Each of the three L2 measures was standardized prior to entering the models such that a z-score of zero represents an average L2 performance across the two time points and higher z-scores signify better L2 proficiency. The analyses of data on L2 proficiency were performed by using a one-tailed t-test for dependent samples. The relationship between L2 proficiency change scores with (1) MST parameters before the training and (2) MST parameter change scores was assessed via linear regression, in which baseline levels of L2 proficiency and MST parameters were inserted as z-normalized predictors so as to account for the regression to the mean84. According to this phenomenon, change scores tend to be negatively related to baseline values and since neither the L2 scores nor the values for network topology were zero at study onset, that had to be included in the same model as the change scores. Separate models were created for MST leaf fraction and diameter. Exploratory analyses revealed no significant correlation between background variables (education, wellbeing, training motivation, gender) and either behavioral outcomes (Supplementary Material Figure SF2) or resting-state connectivity (Supplementary Material Figure SF3). To avoid overfitting and to account for non-normality in the background variables, they were not included the further analyses. For all models, we set the alpha level at ps < 0.05 and controlled for multiple comparisons by applying False Discovery Rate (FDR) correction. We used R (3.6.1) for behavioral and MST analyses and used MATLAB (2017b) for Principal Component Analysis and Stepwise Regressions on the raw connectivity matrices.

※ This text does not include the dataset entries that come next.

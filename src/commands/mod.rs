pub mod analyze;
pub mod init;
pub mod list_projects;
pub mod open;

use anyhow::Result;
use std::fs::File;
use std::io::{self, Write};
use std::path::PathBuf;

use crate::store::JsonFileStore;

pub(crate) fn open_store(dir: Option<PathBuf>) -> Result<JsonFileStore> {
    let store = match dir {
        Some(dir) => JsonFileStore::open(dir)?,
        None => JsonFileStore::open_default()?,
    };
    Ok(store)
}

pub(crate) fn open_output(path: Option<PathBuf>) -> Result<Box<dyn Write>> {
    match path {
        Some(path) => Ok(Box::new(File::create(path)?)),
        None => Ok(Box::new(io::stdout())),
    }
}
use anyhow::Result;
use std::path::PathBuf;

use super::{open_output, open_store};
use crate::core::{compute, indirect_cost_lines, ProjectParameters};
use crate::io::output::{create_writer, FeasibilityReport, OutputFormat};
use crate::store::ProjectStore;

pub struct OpenConfig {
    pub name: String,
    pub format: OutputFormat,
    pub output: Option<PathBuf>,
    pub price_variation: Option<f64>,
    pub store_dir: Option<PathBuf>,
}

pub fn run(config: OpenConfig) -> Result<()> {
    let store = open_store(config.store_dir)?;
    let record = store.load(&config.name)?;

    // Records are plain JSON on disk and may have been edited by hand;
    // re-validate before anything reaches the engine.
    let parameters = match config.price_variation {
        Some(pct) => ProjectParameters {
            price_variation_pct: pct,
            ..record.parameters
        },
        None => record.parameters,
    };
    parameters.validate()?;

    let result = compute(&parameters, &record.indirect_cost_items);
    let lines = indirect_cost_lines(&record.indirect_cost_items, result.vgv);
    let report = FeasibilityReport::new(record.name, parameters, lines, result);

    let out = open_output(config.output)?;
    create_writer(config.format, out).write_report(&report)?;
    Ok(())
}
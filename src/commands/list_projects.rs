use anyhow::Result;
use comfy_table::{presets::UTF8_FULL, ContentArrangement, Table};
use std::path::PathBuf;

use super::open_store;
use crate::io::output::OutputFormat;
use crate::store::ProjectStore;

pub struct ListConfig {
    pub format: OutputFormat,
    pub store_dir: Option<PathBuf>,
}

pub fn run(config: ListConfig) -> Result<()> {
    let store = open_store(config.store_dir)?;
    let projects = store.list()?;

    match config.format {
        OutputFormat::Json => {
            println!("{}", serde_json::to_string_pretty(&projects)?);
        }
        OutputFormat::Markdown => {
            println!("| Project | Created |");
            println!("|---------|---------|");
            for project in &projects {
                println!(
                    "| {} | {} |",
                    project.name,
                    project.created_at.format("%Y-%m-%d %H:%M:%S UTC")
                );
            }
        }
        OutputFormat::Terminal => {
            if projects.is_empty() {
                println!("No saved projects yet. Use `lotmap analyze --save` to create one.");
                return Ok(());
            }
            let mut table = Table::new();
            table
                .load_preset(UTF8_FULL)
                .set_content_arrangement(ContentArrangement::Dynamic)
                .set_header(vec!["Project", "Created"]);
            for project in &projects {
                table.add_row(vec![
                    project.name.clone(),
                    project
                        .created_at
                        .format("%Y-%m-%d %H:%M:%S UTC")
                        .to_string(),
                ]);
            }
            println!("{table}");
        }
    }
    Ok(())
}
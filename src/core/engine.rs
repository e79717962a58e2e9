use super::area::compute_areas;
use super::costs::compute_costs;
use super::revenue::{adjusted_sale_price, compute_vgv};
use super::types::{FeasibilityResult, IndirectCostItem, ProjectParameters};

/// Run the full feasibility computation over validated parameters.
///
/// Pure and deterministic: identical inputs produce bit-identical results,
/// so callers simply recompute on every parameter change. Bounds are
/// enforced by [`ProjectParameters::validate`] at the input boundary; debug
/// builds assert them here, release builds perform plain IEEE arithmetic on
/// whatever they are handed.
pub fn compute(params: &ProjectParameters, items: &[IndirectCostItem]) -> FeasibilityResult {
    debug_assert!(
        params.validate().is_ok(),
        "unvalidated parameters reached the engine"
    );

    let areas = compute_areas(
        params.land_area,
        params.utilization_index,
        params.private_to_built_ratio,
    );
    let sale_price = adjusted_sale_price(params.avg_sale_price_per_sqm, params.price_variation_pct);
    let vgv = compute_vgv(areas.private_area, sale_price);
    let costs = compute_costs(areas.built_area, params.direct_cost_per_sqm, items, vgv);

    let total_cost = costs.direct_cost_total + costs.indirect_cost_total;
    let business_result = vgv - total_cost;
    let profit_margin_pct = if vgv == 0.0 {
        0.0
    } else {
        business_result / vgv * 100.0
    };

    FeasibilityResult {
        private_area: areas.private_area,
        built_area: areas.built_area,
        vgv,
        direct_cost_total: costs.direct_cost_total,
        indirect_cost_total: costs.indirect_cost_total,
        total_cost,
        business_result,
        profit_margin_pct,
    }
}
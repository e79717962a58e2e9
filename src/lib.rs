// Export modules for library usage
pub mod cli;
pub mod commands;
pub mod core;
pub mod errors;
pub mod formatting;
pub mod io;
pub mod project;
pub mod store;

// Re-export commonly used types
pub use crate::core::{
    compute, compute_areas, compute_costs, compute_vgv, AreaBreakdown, CostBreakdown,
    FeasibilityResult, IndirectCostItem, IndirectCostKind, IndirectCostLine, Outlook,
    ProjectParameters,
};

pub use crate::errors::{Error, Result};

pub use crate::io::output::{create_writer, FeasibilityReport, OutputFormat, OutputWriter};

pub use crate::project::{default_indirect_table, Project, ProjectFile};

pub use crate::store::{JsonFileStore, ProjectRecord, ProjectStore, SavePolicy, StoredProject};
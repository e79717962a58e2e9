//! Shared error types for lotmap operations.
//!
//! Input bounds are enforced at the boundary and violations are rejected,
//! never clamped. Store errors carry path context and propagate to the
//! caller unmodified.

use std::path::PathBuf;
use thiserror::Error;

/// Main error type for lotmap operations
#[derive(Debug, Error)]
pub enum Error {
    /// A numeric input outside its documented bounds
    #[error("Invalid parameter `{name}` = {value}: {constraint}")]
    InvalidParameter {
        name: &'static str,
        value: f64,
        constraint: &'static str,
    },

    /// Structural problems in a project definition
    #[error("Invalid project: {0}")]
    InvalidProject(String),

    /// Project file errors (unreadable, unparsable)
    #[error("Configuration error: {message}")]
    Config {
        message: String,
        path: Option<PathBuf>,
    },

    /// A record with this name already exists in the store
    #[error("Project `{name}` already exists in the store")]
    DuplicateName { name: String },

    /// No record with this name exists in the store
    #[error("Project `{name}` not found in the store")]
    NotFound { name: String },

    /// Storage backend failures
    #[error("Storage error: {message}")]
    Store {
        message: String,
        path: Option<PathBuf>,
        #[source]
        source: Option<std::io::Error>,
    },

    /// IO errors
    #[error(transparent)]
    Io(#[from] std::io::Error),

    /// JSON errors
    #[error(transparent)]
    Json(#[from] serde_json::Error),
}

impl Error {
    /// Create an invalid parameter error.
    pub fn invalid_parameter(name: &'static str, value: f64, constraint: &'static str) -> Self {
        Self::InvalidParameter {
            name,
            value,
            constraint,
        }
    }

    /// Create an invalid project error.
    pub fn invalid_project(message: impl Into<String>) -> Self {
        Self::InvalidProject(message.into())
    }

    /// Create a configuration error with path context.
    pub fn config(message: impl Into<String>, path: impl Into<PathBuf>) -> Self {
        Self::Config {
            message: message.into(),
            path: Some(path.into()),
        }
    }

    /// Create a configuration error without path context.
    pub fn config_message(message: impl Into<String>) -> Self {
        Self::Config {
            message: message.into(),
            path: None,
        }
    }

    /// Create a duplicate name error.
    pub fn duplicate_name(name: impl Into<String>) -> Self {
        Self::DuplicateName { name: name.into() }
    }

    /// Create a not found error.
    pub fn not_found(name: impl Into<String>) -> Self {
        Self::NotFound { name: name.into() }
    }

    /// Create a storage error with path context.
    pub fn store(message: impl Into<String>, path: impl Into<PathBuf>) -> Self {
        Self::Store {
            message: message.into(),
            path: Some(path.into()),
            source: None,
        }
    }

    /// Create a storage error wrapping the underlying IO failure.
    pub fn store_with_source(
        message: impl Into<String>,
        path: impl Into<PathBuf>,
        source: std::io::Error,
    ) -> Self {
        Self::Store {
            message: message.into(),
            path: Some(path.into()),
            source: Some(source),
        }
    }
}

/// Result type alias using our error type
pub type Result<T> = std::result::Result<T, Error>;
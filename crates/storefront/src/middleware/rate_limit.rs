//! Rate limiting middleware using governor and `tower_governor`.
//!
//! - `checkout_rate_limiter`: order placement (~10/min per IP)
//! - `chat_rate_limiter`: assistant messages, which cost an API call (~20/min per IP)
//! - `contact_rate_limiter`: contact form, which mails the admin (~5/min per IP)
//!
//! Limits key on the TCP peer address. `X-Forwarded-For` and `X-Real-IP` are
//! only read when the peer is one of the configured trusted proxies, since
//! any client can send them.

use std::net::{IpAddr, SocketAddr};
use std::sync::Arc;

use axum::extract::ConnectInfo;
use axum::http::{HeaderMap, Request};
use governor::clock::QuantaInstant;
use governor::middleware::NoOpMiddleware;
use tower_governor::{GovernorError, GovernorLayer, governor::GovernorConfigBuilder};

/// Client IP: the peer address, or what a trusted proxy says the client was.
#[derive(Clone, Default)]
pub struct ClientIpKeyExtractor {
    trusted_proxies: Arc<[IpAddr]>,
}

impl ClientIpKeyExtractor {
    #[must_use]
    pub fn new(trusted_proxies: &[IpAddr]) -> Self {
        Self {
            trusted_proxies: trusted_proxies.into(),
        }
    }

    fn is_trusted(&self, ip: &IpAddr) -> bool {
        self.trusted_proxies.contains(ip)
    }

    /// The address a trusted proxy forwarded for.
    ///
    /// Walks `X-Forwarded-For` from the right, skipping our own proxies, so
    /// entries the client prepended are never reached.
    fn forwarded_client(&self, headers: &HeaderMap) -> Option<IpAddr> {
        let chain: Vec<&str> = headers
            .get_all("x-forwarded-for")
            .iter()
            .filter_map(|v| v.to_str().ok())
            .flat_map(|v| v.split(','))
            .collect();

        for hop in chain.iter().rev() {
            // A malformed hop means the chain can't be trusted past this point.
            let ip = hop.trim().parse::<IpAddr>().ok()?;
            if !self.is_trusted(&ip) {
                return Some(ip);
            }
        }

        headers
            .get("x-real-ip")
            .and_then(|v| v.to_str().ok())
            .and_then(|s| s.trim().parse::<IpAddr>().ok())
    }
}

impl tower_governor::key_extractor::KeyExtractor for ClientIpKeyExtractor {
    type Key = IpAddr;

    fn extract<T>(&self, req: &Request<T>) -> Result<Self::Key, GovernorError> {
        let peer = req
            .extensions()
            .get::<ConnectInfo<SocketAddr>>()
            .map(|ConnectInfo(addr)| addr.ip())
            .ok_or(GovernorError::UnableToExtractKey)?;

        if !self.is_trusted(&peer) {
            return Ok(peer);
        }

        Ok(self.forwarded_client(req.headers()).unwrap_or(peer))
    }
}

/// Rate limiter layer type for Axum.
pub type RateLimiterLayer =
    GovernorLayer<ClientIpKeyExtractor, NoOpMiddleware<QuantaInstant>, axum::body::Body>;

/// Create rate limiter for checkout: ~10 requests per minute per IP.
///
/// # Panics
///
/// This function will not panic. `per_second(6)` and `burst_size(5)` are
/// always accepted by `GovernorConfigBuilder`.
#[must_use]
pub fn checkout_rate_limiter(trusted_proxies: &[IpAddr]) -> RateLimiterLayer {
    let config = GovernorConfigBuilder::default()
        .key_extractor(ClientIpKeyExtractor::new(trusted_proxies))
        .per_second(6) // Replenish 1 token every 6 seconds
        .burst_size(5)
        .finish()
        .expect("rate limiter config with per_second(6) and burst_size(5) is valid");
    GovernorLayer::new(Arc::new(config))
}

/// Create rate limiter for chat: ~20 requests per minute per IP.
///
/// # Panics
///
/// This function will not panic. `per_second(3)` and `burst_size(10)` are
/// always accepted by `GovernorConfigBuilder`.
#[must_use]
pub fn chat_rate_limiter(trusted_proxies: &[IpAddr]) -> RateLimiterLayer {
    let config = GovernorConfigBuilder::default()
        .key_extractor(ClientIpKeyExtractor::new(trusted_proxies))
        .per_second(3)
        .burst_size(10)
        .finish()
        .expect("rate limiter config with per_second(3) and burst_size(10) is valid");
    GovernorLayer::new(Arc::new(config))
}

/// Create rate limiter for the contact form: ~5 requests per minute per IP.
///
/// # Panics
///
/// This function will not panic. `per_second(12)` and `burst_size(3)` are
/// always accepted by `GovernorConfigBuilder`.
#[must_use]
pub fn contact_rate_limiter(trusted_proxies: &[IpAddr]) -> RateLimiterLayer {
    let config = GovernorConfigBuilder::default()
        .key_extractor(ClientIpKeyExtractor::new(trusted_proxies))
        .per_second(12)
        .burst_size(3)
        .finish()
        .expect("rate limiter config with per_second(12) and burst_size(3) is valid");
    GovernorLayer::new(Arc::new(config))
}

#[cfg(test)]
#[allow(clippy::unwrap_used)]
mod tests {
    use super::*;
    use tower_governor::key_extractor::KeyExtractor;

    const PROXY: &str = "10.0.0.1";

    fn ip(s: &str) -> IpAddr {
        s.parse().unwrap()
    }

    fn request_from(peer: &str, headers: &[(&str, &str)]) -> Request<()> {
        let mut builder = Request::builder();
        for (name, value) in headers {
            builder = builder.header(*name, *value);
        }
        let mut req = builder.body(()).unwrap();
        req.extensions_mut()
            .insert(ConnectInfo(SocketAddr::new(ip(peer), 4000)));
        req
    }

    fn behind_proxy() -> ClientIpKeyExtractor {
        ClientIpKeyExtractor::new(&[ip(PROXY)])
    }

    #[test]
    fn test_headers_ignored_without_trusted_proxy() {
        let req = request_from(
            "192.0.2.9",
            &[
                ("x-forwarded-for", "203.0.113.7"),
                ("x-real-ip", "198.51.100.2"),
            ],
        );
        assert_eq!(
            ClientIpKeyExtractor::default().extract(&req).unwrap(),
            ip("192.0.2.9")
        );
    }

    #[test]
    fn test_headers_ignored_from_untrusted_peer() {
        let req = request_from("192.0.2.9", &[("x-forwarded-for", "203.0.113.7")]);
        assert_eq!(behind_proxy().extract(&req).unwrap(), ip("192.0.2.9"));
    }

    #[test]
    fn test_rightmost_untrusted_hop_wins() {
        // The client sent a forged first entry; the proxy appended the real one.
        let req = request_from(PROXY, &[("x-forwarded-for", "1.2.3.4, 203.0.113.7")]);
        assert_eq!(behind_proxy().extract(&req).unwrap(), ip("203.0.113.7"));
    }

    #[test]
    fn test_rotating_forged_entries_share_a_key() {
        let extractor = behind_proxy();
        let first = request_from(PROXY, &[("x-forwarded-for", "1.1.1.1, 203.0.113.7")]);
        let second = request_from(PROXY, &[("x-forwarded-for", "2.2.2.2, 203.0.113.7")]);
        assert_eq!(
            extractor.extract(&first).unwrap(),
            extractor.extract(&second).unwrap()
        );
    }

    #[test]
    fn test_chained_trusted_proxies_skipped() {
        let extractor = ClientIpKeyExtractor::new(&[ip(PROXY), ip("10.0.0.2")]);
        let req = request_from(PROXY, &[("x-forwarded-for", "203.0.113.7, 10.0.0.2")]);
        assert_eq!(extractor.extract(&req).unwrap(), ip("203.0.113.7"));
    }

    #[test]
    fn test_malformed_hop_falls_back_to_peer() {
        let req = request_from(PROXY, &[("x-forwarded-for", "203.0.113.7, garbage")]);
        assert_eq!(behind_proxy().extract(&req).unwrap(), ip(PROXY));
    }

    #[test]
    fn test_real_ip_from_trusted_proxy() {
        let req = request_from(PROXY, &[("x-real-ip", "198.51.100.2")]);
        assert_eq!(behind_proxy().extract(&req).unwrap(), ip("198.51.100.2"));
    }

    #[test]
    fn test_no_peer_address_is_an_error() {
        let req = Request::builder()
            .header("x-forwarded-for", "203.0.113.7")
            .body(())
            .unwrap();
        assert!(behind_proxy().extract(&req).is_err());
    }
}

The relationships between connectivity and L2 proficiency were evaluated as follows. Per frequency band and after concatenating all edges per subject, PCA was carried out on the full connectivity data, i.e. on a 26 × 8010 (subject x connectivity) matrix, and the first six components, explaining 62.3% of the variance in the pre-training connectivity, were retained for further analysis. In order to explain a similar amount of variance in the difference scores (post minus pre-training), the number of retained components had to be increased to 10, in order to explain 65% of the variance in the alpha and beta bands. Those models that were significant (ps < 0.05 compared to constant model) in this first step, i.e. the stepwise regression, were subsequently subjected to a permutation statistical approach where we swapped subject labels and then subjected those permutations to stepwise regression with identical parameters as before, running n = 1000 permutations per relationship. Resulting null models were then used to compare the outcome of the significant stepwise regression models (i.e. their p-value of the overall F-statistics) to the permutation-based p-values. Only models that were both significant in the stepwise regression and which were also doing better than the top 5% of the permutation based stepwise regressions were considered significant. This two-step validation approach addresses concerns of the potential lack of robustness of approaches using variable elimination such as stepwise regression [Smith, 2018]. Separate models were computed for respective frequency bands, i.e. for alpha and beta frequency range, and for each of the L2 measures. To visualize the association strength of the full connectivity edges to the above-identified modes, we correlated the connectivity score of each edge (its variation across subjects) with the established mode from the models, that is, the subject-wise PCs weighted by the beta coefficients resulting from the regressors of the significant models.